(Collected data entries)
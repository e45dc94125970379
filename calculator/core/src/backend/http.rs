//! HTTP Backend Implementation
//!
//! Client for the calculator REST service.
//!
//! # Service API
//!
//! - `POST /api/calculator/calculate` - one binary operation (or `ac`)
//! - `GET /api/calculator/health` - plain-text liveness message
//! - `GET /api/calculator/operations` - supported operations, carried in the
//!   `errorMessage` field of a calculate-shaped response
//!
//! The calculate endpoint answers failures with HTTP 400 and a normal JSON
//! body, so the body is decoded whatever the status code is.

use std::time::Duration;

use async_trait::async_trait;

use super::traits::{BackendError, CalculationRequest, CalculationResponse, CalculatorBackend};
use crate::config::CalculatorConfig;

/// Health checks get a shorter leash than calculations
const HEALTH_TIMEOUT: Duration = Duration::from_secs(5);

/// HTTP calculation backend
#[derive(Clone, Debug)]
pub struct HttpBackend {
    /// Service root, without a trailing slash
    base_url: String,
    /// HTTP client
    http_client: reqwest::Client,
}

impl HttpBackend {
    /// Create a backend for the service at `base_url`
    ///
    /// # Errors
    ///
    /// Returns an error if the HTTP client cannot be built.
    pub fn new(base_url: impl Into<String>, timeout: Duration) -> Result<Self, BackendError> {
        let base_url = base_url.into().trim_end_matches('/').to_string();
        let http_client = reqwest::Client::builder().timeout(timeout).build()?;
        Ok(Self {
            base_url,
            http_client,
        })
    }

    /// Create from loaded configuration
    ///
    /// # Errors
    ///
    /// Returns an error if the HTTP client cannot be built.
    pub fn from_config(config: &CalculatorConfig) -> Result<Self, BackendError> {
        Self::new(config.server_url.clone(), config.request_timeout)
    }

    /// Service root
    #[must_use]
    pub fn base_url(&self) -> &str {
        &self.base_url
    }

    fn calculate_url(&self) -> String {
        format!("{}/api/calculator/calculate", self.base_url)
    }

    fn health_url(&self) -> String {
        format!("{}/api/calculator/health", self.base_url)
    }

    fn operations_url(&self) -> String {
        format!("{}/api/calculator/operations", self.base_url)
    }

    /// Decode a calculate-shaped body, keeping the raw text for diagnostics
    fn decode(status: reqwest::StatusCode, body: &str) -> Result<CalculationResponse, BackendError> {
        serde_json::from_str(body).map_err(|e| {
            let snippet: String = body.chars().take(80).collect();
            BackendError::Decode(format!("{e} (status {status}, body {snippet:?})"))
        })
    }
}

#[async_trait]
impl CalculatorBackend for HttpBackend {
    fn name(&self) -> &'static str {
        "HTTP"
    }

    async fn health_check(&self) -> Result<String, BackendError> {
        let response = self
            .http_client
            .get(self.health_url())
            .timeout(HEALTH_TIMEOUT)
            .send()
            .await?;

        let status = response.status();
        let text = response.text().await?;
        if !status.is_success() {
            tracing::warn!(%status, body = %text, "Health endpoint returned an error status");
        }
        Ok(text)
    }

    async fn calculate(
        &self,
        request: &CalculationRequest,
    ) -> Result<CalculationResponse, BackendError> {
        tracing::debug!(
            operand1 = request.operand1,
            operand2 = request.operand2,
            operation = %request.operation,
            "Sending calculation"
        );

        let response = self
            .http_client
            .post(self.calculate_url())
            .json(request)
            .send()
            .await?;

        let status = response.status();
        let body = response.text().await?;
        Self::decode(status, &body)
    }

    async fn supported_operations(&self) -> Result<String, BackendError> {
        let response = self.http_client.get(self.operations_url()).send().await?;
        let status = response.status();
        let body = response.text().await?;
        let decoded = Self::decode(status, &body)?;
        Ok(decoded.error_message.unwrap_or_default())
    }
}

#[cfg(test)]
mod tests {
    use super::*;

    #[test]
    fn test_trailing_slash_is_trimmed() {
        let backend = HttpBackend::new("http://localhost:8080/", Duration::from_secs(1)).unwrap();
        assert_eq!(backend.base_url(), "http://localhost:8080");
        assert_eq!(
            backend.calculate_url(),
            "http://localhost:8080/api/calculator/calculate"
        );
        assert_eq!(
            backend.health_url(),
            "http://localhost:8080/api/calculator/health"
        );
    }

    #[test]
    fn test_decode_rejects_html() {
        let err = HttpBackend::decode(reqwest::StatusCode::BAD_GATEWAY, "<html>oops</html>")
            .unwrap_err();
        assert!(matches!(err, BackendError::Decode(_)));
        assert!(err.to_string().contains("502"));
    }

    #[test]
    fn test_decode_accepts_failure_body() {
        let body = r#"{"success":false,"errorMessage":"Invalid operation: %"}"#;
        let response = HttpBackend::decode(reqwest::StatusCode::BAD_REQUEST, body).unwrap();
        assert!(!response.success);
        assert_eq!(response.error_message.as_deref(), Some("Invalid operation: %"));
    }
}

PROBLEM TO WORK ON
After reading the data, retype all of it exactly as it reads.

TASK RESULT
repository e45dc94125970379
filename calculator/core/src/backend/http.rs
//! HTTP Backend Implementation
//!
//! Client for the calculator REST service.
//!
//! # Service API
//!
//! - `POST /api/calculator/calculate` - one binary operation (or `ac`)
//! - `GET /api/calculator/health` - plain-text liveness message
//! - `GET /api/calculator/operations` - supported operations, carried in the
//!   `errorMessage` field of a calculate-shaped response
//!
//! The calculate endpoint answers failures with HTTP 400 and a normal JSON
//! body, so the body is decoded whatever the status code is.

use std::time::Duration;

use async_trait::async_trait;

use super::traits::{BackendError, CalculationRequest, CalculationResponse, CalculatorBackend};
use crate::config::CalculatorConfig;

/// Health checks get a shorter leash than calculations
const HEALTH_TIMEOUT: Duration = Duration::from_secs(5);

/// HTTP calculation backend
#[derive(Clone, Debug)]
pub struct HttpBackend {
    /// Service root, without a trailing slash
    base_url: String,
    /// HTTP client
    http_client: reqwest::Client,
}

impl HttpBackend {
    /// Create a backend for the service at `base_url`
    ///
    /// # Errors
    ///
    /// Returns an error if the HTTP client cannot be built.
    pub fn new(base_url: impl Into<String>, timeout: Duration) -> Result<Self, BackendError> {
        let base_url = base_url.into().trim_end_matches('/').to_string();
        let http_client = reqwest::Client::builder().timeout(timeout).build()?;
        Ok(Self {
            base_url,
            http_client,
        })
    }

    /// Create from loaded configuration
    ///
    /// # Errors
    ///
    /// Returns an error if the HTTP client cannot be built.
    pub fn from_config(config: &CalculatorConfig) -> Result<Self, BackendError> {
        Self::new(config.server_url.clone(), config.request_timeout)
    }

    /// Service root
    #[must_use]
    pub fn base_url(&self) -> &str {
        &self.base_url
    }

    fn calculate_url(&self) -> String {
        format!("{}/api/calculator/calculate", self.base_url)
    }

    fn health_url(&self) -> String {
        format!("{}/api/calculator/health", self.base_url)
    }

    fn operations_url(&self) -> String {
        format!("{}/api/calculator/operations", self.base_url)
    }

    /// Decode a calculate-shaped body, keeping the raw text for diagnostics
    fn decode(status: reqwest::StatusCode, body: &str) -> Result<CalculationResponse, BackendError> {
        serde_json::from_str(body).map_err(|e| {
            let snippet: String = body.chars().take(80).collect();
            BackendError::Decode(format!("{e} (status {status}, body {snippet:?})"))
        })
    }
}

#[async_trait]
impl CalculatorBackend for HttpBackend {
    fn name(&self) -> &'static str {
        "HTTP"
    }

    async fn health_check(&self) -> Result<String, BackendError> {
        let response = self
            .http_client
            .get(self.health_url())
            .timeout(HEALTH_TIMEOUT)
            .send()
            .await?;

        let status = response.status();
        let text = response.text().await?;
        if !status.is_success() {
            tracing::warn!(%status, body = %text, "Health endpoint returned an error status");
        }
        Ok(text)
    }

    async fn calculate(
        &self,
        request: &CalculationRequest,
    ) -> Result<CalculationResponse, BackendError> {
        tracing::debug!(
            operand1 = request.operand1,
            operand2 = request.operand2,
            operation = %request.operation,
            "Sending calculation"
        );

        let response = self
            .http_client
            .post(self.calculate_url())
            .json(request)
            .send()
            .await?;

        let status = response.status();
        let body = response.text().await?;
        Self::decode(status, &body)
    }

    async fn supported_operations(&self) -> Result<String, BackendError> {
        let response = self.http_client.get(self.operations_url()).send().await?;
        let status = response.status();
        let body = response.text().await?;
        let decoded = Self::decode(status, &body)?;
        Ok(decoded.error_message.unwrap_or_default())
    }
}

#[cfg(test)]
mod tests {
    use super::*;

    #[test]
    fn test_trailing_slash_is_trimmed() {
        let backend = HttpBackend::new("http://localhost:8080/", Duration::from_secs(1)).unwrap();
        assert_eq!(backend.base_url(), "http://localhost:8080");
        assert_eq!(
            backend.calculate_url(),
            "http://localhost:8080/api/calculator/calculate"
        );
        assert_eq!(
            backend.health_url(),
            "http://localhost:8080/api/calculator/health"
        );
    }

    #[test]
    fn test_decode_rejects_html() {
        let err = HttpBackend::decode(reqwest::StatusCode::BAD_GATEWAY, "<html>oops</html>")
            .unwrap_err();
        assert!(matches!(err, BackendError::Decode(_)));
        assert!(err.to_string().contains("502"));
    }

    #[test]
    fn test_decode_accepts_failure_body() {
        let body = r#"{"success":false,"errorMessage":"Invalid operation: %"}"#;
        let response = HttpBackend::decode(reqwest::StatusCode::BAD_REQUEST, body).unwrap();
        assert!(!response.success);
        assert_eq!(response.error_message.as_deref(), Some("Invalid operation: %"));
    }
}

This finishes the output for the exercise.